The finished Ilyushin Il-38 'May'

Worms eye view. Despite all the weight I added in the nose, the model is still a tail sitter. So I did what they do on the real thing - and provided a tail support.

Another shot of the finished model. The model was sprayed overall with Halfords Grey Plastic Primer - which I think is a good match for the dark grey
worn by AVMF Il-38's. After the decals had been applied, the model was given a coat of acrylic matt varnish - sprayed from a can of  'Purity Seal' from
Games Worshop.

Side view of the Il-38 - note how far forward the wings are. Most Soviet-era AVMF Il-38's are devoid of any flamboyant markings, but this example
coded 'red 22' is from the 240th GvOSAP that visited the RIAT airshow at RAF Fairford in the UK in 1996.
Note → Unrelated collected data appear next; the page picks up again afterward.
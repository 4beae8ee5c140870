fn main() {
    println!("2 + 3 = {}", arith_core::add(2, 3));
}
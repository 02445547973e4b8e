//! Core data model for loremdb.
//!
//! A fill run works over read-only snapshots of the target schema: a
//! [`Table`] owns its [`Field`]s in catalog order plus the foreign-key
//! [`Relation`]s extracted for it. Each field carries a [`FieldType`] — the
//! closed set of generation policies — and produces one [`Value`] per row
//! from a shared `ContentGen`.
//!
//! The [`options`] module holds the recursive-descent parser for quoted
//! option literals (`'a','b''c'`) used by enum/set column specifications,
//! and [`relation::fill_order`] computes the dependency-safe fill order.

pub mod fields;
pub mod options;
pub mod relation;
pub mod table;
pub mod values;

pub use fields::{Field, FieldError, FieldType};
pub use relation::{fill_order, OrderError, Relation};
pub use table::Table;
pub use values::Value;
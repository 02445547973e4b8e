//! Fill orchestration: dependency-ordered inserts with error accounting.

use crate::database::Database;
use anyhow::Context;
use content_gen::ContentGen;
use lorem_core::{fill_order, Table};
use std::collections::HashSet;

/// Observer of fill progress, invoked synchronously in registration order.
pub trait FillObserver: Send {
    fn on_table_start(&mut self, _table: &Table) {}
    /// An insert is about to be attempted.
    fn on_insert(&mut self, _table: &str) {}
    fn on_insert_error(&mut self, _table: &str, _message: &str) {}
}

/// Totals of one fill pass. Attempts include failed inserts.
#[derive(Debug, Default, Clone, Copy, PartialEq, Eq)]
pub struct FillReport {
    pub inserts: u64,
    pub insert_errors: u64,
}

impl FillReport {
    pub fn successes(&self) -> u64 {
        self.inserts - self.insert_errors
    }
}

/// Drives a fill run against one [`Database`].
///
/// Tables are filled one at a time in foreign-key dependency order, each
/// with `rows` freshly generated parameter tuples. Per-row insert failures
/// are counted and never abort the run; configuration and schema errors
/// abort before any insert.
pub struct Filler {
    db: Box<dyn Database>,
    gen: ContentGen,
    rows: u64,
    filter: Option<Vec<String>>,
    show_errors: bool,
    observers: Vec<Box<dyn FillObserver>>,
}

impl Filler {
    pub fn new(db: Box<dyn Database>, gen: ContentGen) -> Self {
        Self {
            db,
            gen,
            rows: 100,
            filter: None,
            show_errors: false,
            observers: Vec::new(),
        }
    }

    /// Number of rows to insert per table.
    pub fn with_rows(mut self, rows: u64) -> Self {
        self.rows = rows;
        self
    }

    /// Restrict the run to the named tables.
    pub fn with_filter(mut self, filter: Vec<String>) -> Self {
        self.filter = Some(filter);
        self
    }

    /// Log every failed insert.
    pub fn with_show_errors(mut self, show_errors: bool) -> Self {
        self.show_errors = show_errors;
        self
    }

    pub fn register(&mut self, observer: Box<dyn FillObserver>) {
        self.observers.push(observer);
    }

    pub async fn fill(&mut self) -> anyhow::Result<FillReport> {
        let tables = self.introspect().await?;
        let tables = fill_order(tables).context("resolving table fill order")?;

        let mut report = FillReport::default();
        for table in &tables {
            tracing::info!("filling table '{}' with {} rows", table.name, self.rows);
            for observer in &mut self.observers {
                observer.on_table_start(table);
            }

            let sql = self.db.insert_sql(table);
            for _ in 0..self.rows {
                report.inserts += 1;
                for observer in &mut self.observers {
                    observer.on_insert(&table.name);
                }

                let params = table.random_params(&mut self.gen)?;
                if let Err(e) = self.db.execute(&sql, &params).await {
                    report.insert_errors += 1;
                    if self.show_errors {
                        tracing::warn!("insert into '{}' failed: {e:#}", table.name);
                    }
                    for observer in &mut self.observers {
                        observer.on_insert_error(&table.name, &e.to_string());
                    }
                }
            }
        }

        self.db.commit().await.context("committing fill pass")?;
        Ok(report)
    }

    /// Discover tables and apply the filter, rejecting unknown names before
    /// any insert happens.
    async fn introspect(&mut self) -> anyhow::Result<Vec<Table>> {
        let mut names = self.db.table_names().await.context("listing tables")?;

        if let Some(filter) = &self.filter {
            let known: HashSet<&str> = names.iter().map(|n| n.as_str()).collect();
            let unknown: Vec<&str> = filter
                .iter()
                .map(|f| f.as_str())
                .filter(|f| !known.contains(f))
                .collect();
            if !unknown.is_empty() {
                anyhow::bail!("unknown tables in filter: {}", unknown.join(", "));
            }

            names.retain(|n| filter.iter().any(|f| f == n));
        }

        let mut tables = Vec::with_capacity(names.len());
        for name in &names {
            let table = self
                .db
                .table(name)
                .await
                .with_context(|| format!("introspecting table '{name}'"))?;
            tables.push(table);
        }

        Ok(tables)
    }
}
Close up of the nose area showing the nosewheel, radome and open crew access hatch. The nosewheel should have a debris guard - Amodel supply one - but it doesn't
fit over the wheels, so I left it off for now. I need to find a replacement.

A closeup of the nosewheel with its missing debris guard

Closeup of the main landing gear. I filed flats on the wheels to give the impression that they
were carrying some weight.

Propeller - Amodels instructions state that this should be painted black with yellow tips,
but a glance at colour photos show that the blades are blue with black tips.

Amodel provide the 240th GoSAP's 'Seagull catching a Shark' logo - but fail to add the blue flash. I didn't notice
the mistake until I came to add the decal - so I had to carefully brush-paint the blue around the body of the
shark and seagull on the decal - and then added the blue flash directly onto the rudder to the rear of the logo.

An overhead shot showing the forward-located wings. Converting the Il-38 to an Il-18/20/22 would require major surgery - as
the wing on these variants is much further back.

Underside view showing the open weapons bays - with 'pretend' covers blanking them off from prying eyes!

The tail support - a substantial item, made from brass rod.

Head on view showing the corrected windscreen - but I have just noticed that the panel
lines do not match up !!!! I won't tell anyone if you don't !!

Another shot of the completed  model. It makes into a decent  representation of an Il-38 and I doubt if any other kit
manufacturer would have the courage to produce one - so Amodel's kit is the way to go if you want one of these
important Russian ASW machines in your collection.

For references I used the Aerofax book on the Il-18/20/22 (which also covers the Il-38 and has some good colour shots)
I also have a Ukrianian magzine - Aviatsiya i Vremya - and a Russian monograph that both cover the Il-38.